- Exercise:
Repeat every line below exactly, word for word.

Data items
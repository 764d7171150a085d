// tests/concurrent_batch.rs

use std::time::Duration;

use ruleflow::dag::ResultStore;
use ruleflow::engine::{run_concurrent_rules, run_terminal_rule, ExecutionSettings};
use ruleflow::errors::RuleflowError;
use ruleflow_test_utils::builders::{rule, rule_set};
use ruleflow_test_utils::fake_backend::{refs, FakeBackend, Outcome};
use ruleflow_test_utils::{init_tracing, with_timeout};

fn settings() -> ExecutionSettings {
    ExecutionSettings::default().with_poll_interval(Duration::from_millis(10))
}

fn names(items: &[&str]) -> Vec<String> {
    items.iter().map(|s| s.to_string()).collect()
}

#[tokio::test]
async fn batch_keeps_polling_until_every_job_is_ready() {
    init_tracing();

    let graph = rule_set([rule("x", &[]), rule("y", &[]), rule("z", &[])]);
    let store = ResultStore::new(["x", "y", "z"]);
    let mut backend = FakeBackend::new()
        .ready_after("x", 0, &["x1"])
        .ready_after("y", 3, &["y1", "y2"])
        .ready_after("z", 1, &["z1"]);

    let outcome = with_timeout(run_concurrent_rules(
        &names(&["x", "y", "z"]),
        &graph,
        &store,
        &mut backend,
        &settings(),
    ))
    .await
    .unwrap();

    assert_eq!(backend.poll_count(), 4);
    assert_eq!(outcome.jobs.len(), 3);
    assert_eq!(outcome.results["x"], refs(&["x1"]));
    assert_eq!(outcome.results["y"], refs(&["y1", "y2"]));
    assert_eq!(outcome.results["z"], refs(&["z1"]));
    assert!(backend.killed().is_empty());
    // A successful batch leaves release to the caller.
    assert!(backend.released().is_empty());
}

#[tokio::test]
async fn batch_inputs_come_from_sub_rule_outputs_in_order() {
    init_tracing();

    let graph = rule_set([
        rule("p", &[]),
        rule("q", &[]),
        rule("r", &["q", "p"]),
    ]);
    let mut store = ResultStore::new(["p", "q", "r"]);
    store.record("p", refs(&["p1", "p2"])).unwrap();
    store.record("q", refs(&["q1"])).unwrap();
    let mut backend = FakeBackend::new();

    with_timeout(run_concurrent_rules(
        &names(&["r"]),
        &graph,
        &store,
        &mut backend,
        &settings(),
    ))
    .await
    .unwrap();

    assert_eq!(backend.inputs_of("r"), Some(refs(&["q1", "p1", "p2"])));
}

#[tokio::test]
async fn first_dead_job_aborts_and_kills_everything_else() {
    init_tracing();

    let graph = rule_set([rule("x", &[]), rule("y", &[]), rule("z", &[])]);
    let store = ResultStore::new(["x", "y", "z"]);
    let mut backend = FakeBackend::new()
        .ready_after("x", 0, &["x1"])
        .dead_after("y", 1)
        .with_outcome("z", Outcome::Hang);

    let err = with_timeout(run_concurrent_rules(
        &names(&["x", "y", "z"]),
        &graph,
        &store,
        &mut backend,
        &settings(),
    ))
    .await
    .unwrap_err();

    match err {
        RuleflowError::JobFailed { rule, job } => {
            assert_eq!(rule, "y");
            assert!(job.starts_with("y@"));
        }
        other => panic!("expected JobFailed, got {other:?}"),
    }
    assert_eq!(backend.killed(), &names(&["x", "z"])[..]);
    assert_eq!(backend.released(), &names(&["x", "y", "z"])[..]);
}

#[tokio::test]
async fn refused_start_kills_jobs_started_earlier_in_the_batch() {
    init_tracing();

    let graph = rule_set([rule("x", &[]), rule("y", &[]), rule("z", &[])]);
    let store = ResultStore::new(["x", "y", "z"]);
    let mut backend = FakeBackend::new().with_outcome("z", Outcome::NotStarted);

    let err = with_timeout(run_concurrent_rules(
        &names(&["x", "y", "z"]),
        &graph,
        &store,
        &mut backend,
        &settings(),
    ))
    .await
    .unwrap_err();

    assert!(matches!(err, RuleflowError::InsufficientInputs { ref rule } if rule == "z"));
    assert_eq!(backend.killed(), &names(&["x", "y"])[..]);
    assert_eq!(backend.released(), &names(&["x", "y"])[..]);
}

#[tokio::test]
async fn transient_errors_do_not_change_job_status() {
    init_tracing();

    let graph = rule_set([rule("x", &[])]);
    let store = ResultStore::new(["x"]);
    let mut backend = FakeBackend::new()
        .ready_after("x", 1, &["x1"])
        .with_transient_polls(5);

    let outcome = with_timeout(run_concurrent_rules(
        &names(&["x"]),
        &graph,
        &store,
        &mut backend,
        &settings(),
    ))
    .await
    .unwrap();

    assert_eq!(backend.transient_errors(), 5);
    // One poll sees x still active, the next sees it ready.
    assert_eq!(backend.poll_count(), 2);
    assert_eq!(outcome.results["x"], refs(&["x1"]));
}

#[tokio::test]
async fn terminal_runner_resolves_inputs_and_waits() {
    init_tracing();

    let graph = rule_set([rule("a", &[]), rule("b", &[]), rule("root", &["a", "b"])]);
    let mut store = ResultStore::new(["a", "b", "root"]);
    store.record("a", refs(&["a1"])).unwrap();
    store.record("b", refs(&["b1"])).unwrap();
    let mut backend = FakeBackend::new().ready_after("root", 2, &["ignored"]);

    let job = with_timeout(run_terminal_rule("root", &graph, &store, &mut backend))
        .await
        .unwrap();

    assert_eq!(job.rule_name(), "root");
    assert_eq!(backend.inputs_of("root"), Some(refs(&["a1", "b1"])));
    assert_eq!(backend.waited(), &names(&["root"])[..]);
    // The terminal rule's outputs are never recorded.
    assert!(!store.is_recorded("root"));
}
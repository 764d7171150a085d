// src/main.rs

use ruleflow::{cli, logging, run};

#[tokio::main]
async fn main() {
    if let Err(err) = run_main().await {
        eprintln!("ruleflow error: {err:?}");
        std::process::exit(1);
    }
}

async fn run_main() -> anyhow::Result<()> {
    let args = cli::parse();
    logging::init_logging(args.log_level)?;
    run(args).await
}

- Expected output:
repository 764d7171150a085d
// tests/concurrent_batch.rs

use std::time::Duration;

use ruleflow::dag::ResultStore;
use ruleflow::engine::{run_concurrent_rules, run_terminal_rule, ExecutionSettings};
use ruleflow::errors::RuleflowError;
use ruleflow_test_utils::builders::{rule, rule_set};
use ruleflow_test_utils::fake_backend::{refs, FakeBackend, Outcome};
use ruleflow_test_utils::{init_tracing, with_timeout};

fn settings() -> ExecutionSettings {
    ExecutionSettings::default().with_poll_interval(Duration::from_millis(10))
}

fn names(items: &[&str]) -> Vec<String> {
    items.iter().map(|s| s.to_string()).collect()
}

#[tokio::test]
async fn batch_keeps_polling_until_every_job_is_ready() {
    init_tracing();

    let graph = rule_set([rule("x", &[]), rule("y", &[]), rule("z", &[])]);
    let store = ResultStore::new(["x", "y", "z"]);
    let mut backend = FakeBackend::new()
        .ready_after("x", 0, &["x1"])
        .ready_after("y", 3, &["y1", "y2"])
        .ready_after("z", 1, &["z1"]);

    let outcome = with_timeout(run_concurrent_rules(
        &names(&["x", "y", "z"]),
        &graph,
        &store,
        &mut backend,
        &settings(),
    ))
    .await
    .unwrap();

    assert_eq!(backend.poll_count(), 4);
    assert_eq!(outcome.jobs.len(), 3);
    assert_eq!(outcome.results["x"], refs(&["x1"]));
    assert_eq!(outcome.results["y"], refs(&["y1", "y2"]));
    assert_eq!(outcome.results["z"], refs(&["z1"]));
    assert!(backend.killed().is_empty());
    // A successful batch leaves release to the caller.
    assert!(backend.released().is_empty());
}

#[tokio::test]
async fn batch_inputs_come_from_sub_rule_outputs_in_order() {
    init_tracing();

    let graph = rule_set([
        rule("p", &[]),
        rule("q", &[]),
        rule("r", &["q", "p"]),
    ]);
    let mut store = ResultStore::new(["p", "q", "r"]);
    store.record("p", refs(&["p1", "p2"])).unwrap();
    store.record("q", refs(&["q1"])).unwrap();
    let mut backend = FakeBackend::new();

    with_timeout(run_concurrent_rules(
        &names(&["r"]),
        &graph,
        &store,
        &mut backend,
        &settings(),
    ))
    .await
    .unwrap();

    assert_eq!(backend.inputs_of("r"), Some(refs(&["q1", "p1", "p2"])));
}

#[tokio::test]
async fn first_dead_job_aborts_and_kills_everything_else() {
    init_tracing();

    let graph = rule_set([rule("x", &[]), rule("y", &[]), rule("z", &[])]);
    let store = ResultStore::new(["x", "y", "z"]);
    let mut backend = FakeBackend::new()
        .ready_after("x", 0, &["x1"])
        .dead_after("y", 1)
        .with_outcome("z", Outcome::Hang);

    let err = with_timeout(run_concurrent_rules(
        &names(&["x", "y", "z"]),
        &graph,
        &store,
        &mut backend,
        &settings(),
    ))
    .await
    .unwrap_err();

    match err {
        RuleflowError::JobFailed { rule, job } => {
            assert_eq!(rule, "y");
            assert!(job.starts_with("y@"));
        }
        other => panic!("expected JobFailed, got {other:?}"),
    }
    assert_eq!(backend.killed(), &names(&["x", "z"])[..]);
    assert_eq!(backend.released(), &names(&["x", "y", "z"])[..]);
}

#[tokio::test]
async fn refused_start_kills_jobs_started_earlier_in_the_batch() {
    init_tracing();

    let graph = rule_set([rule("x", &[]), rule("y", &[]), rule("z", &[])]);
    let store = ResultStore::new(["x", "y", "z"]);
    let mut backend = FakeBackend::new().with_outcome("z", Outcome::NotStarted);

    let err = with_timeout(run_concurrent_rules(
        &names(&["x", "y", "z"]),
        &graph,
        &store,
        &mut backend,
        &settings(),
    ))
    .await
    .unwrap_err();

    assert!(matches!(err, RuleflowError::InsufficientInputs { ref rule } if rule == "z"));
    assert_eq!(backend.killed(), &names(&["x", "y"])[..]);
    assert_eq!(backend.released(), &names(&["x", "y"])[..]);
}

#[tokio::test]
async fn transient_errors_do_not_change_job_status() {
    init_tracing();

    let graph = rule_set([rule("x", &[])]);
    let store = ResultStore::new(["x"]);
    let mut backend = FakeBackend::new()
        .ready_after("x", 1, &["x1"])
        .with_transient_polls(5);

    let outcome = with_timeout(run_concurrent_rules(
        &names(&["x"]),
        &graph,
        &store,
        &mut backend,
        &settings(),
    ))
    .await
    .unwrap();

    assert_eq!(backend.transient_errors(), 5);
    // One poll sees x still active, the next sees it ready.
    assert_eq!(backend.poll_count(), 2);
    assert_eq!(outcome.results["x"], refs(&["x1"]));
}

#[tokio::test]
async fn terminal_runner_resolves_inputs_and_waits() {
    init_tracing();

    let graph = rule_set([rule("a", &[]), rule("b", &[]), rule("root", &["a", "b"])]);
    let mut store = ResultStore::new(["a", "b", "root"]);
    store.record("a", refs(&["a1"])).unwrap();
    store.record("b", refs(&["b1"])).unwrap();
    let mut backend = FakeBackend::new().ready_after("root", 2, &["ignored"]);

    let job = with_timeout(run_terminal_rule("root", &graph, &store, &mut backend))
        .await
        .unwrap();

    assert_eq!(job.rule_name(), "root");
    assert_eq!(backend.inputs_of("root"), Some(refs(&["a1", "b1"])));
    assert_eq!(backend.waited(), &names(&["root"])[..]);
    // The terminal rule's outputs are never recorded.
    assert!(!store.is_recorded("root"));
}
repository 764d7171150a085d
// src/main.rs

use ruleflow::{cli, logging, run};

#[tokio::main]
async fn main() {
    if let Err(err) = run_main().await {
        eprintln!("ruleflow error: {err:?}");
        std::process::exit(1);
    }
}

async fn run_main() -> anyhow::Result<()> {
    let args = cli::parse();
    logging::init_logging(args.log_level)?;
    run(args).await
}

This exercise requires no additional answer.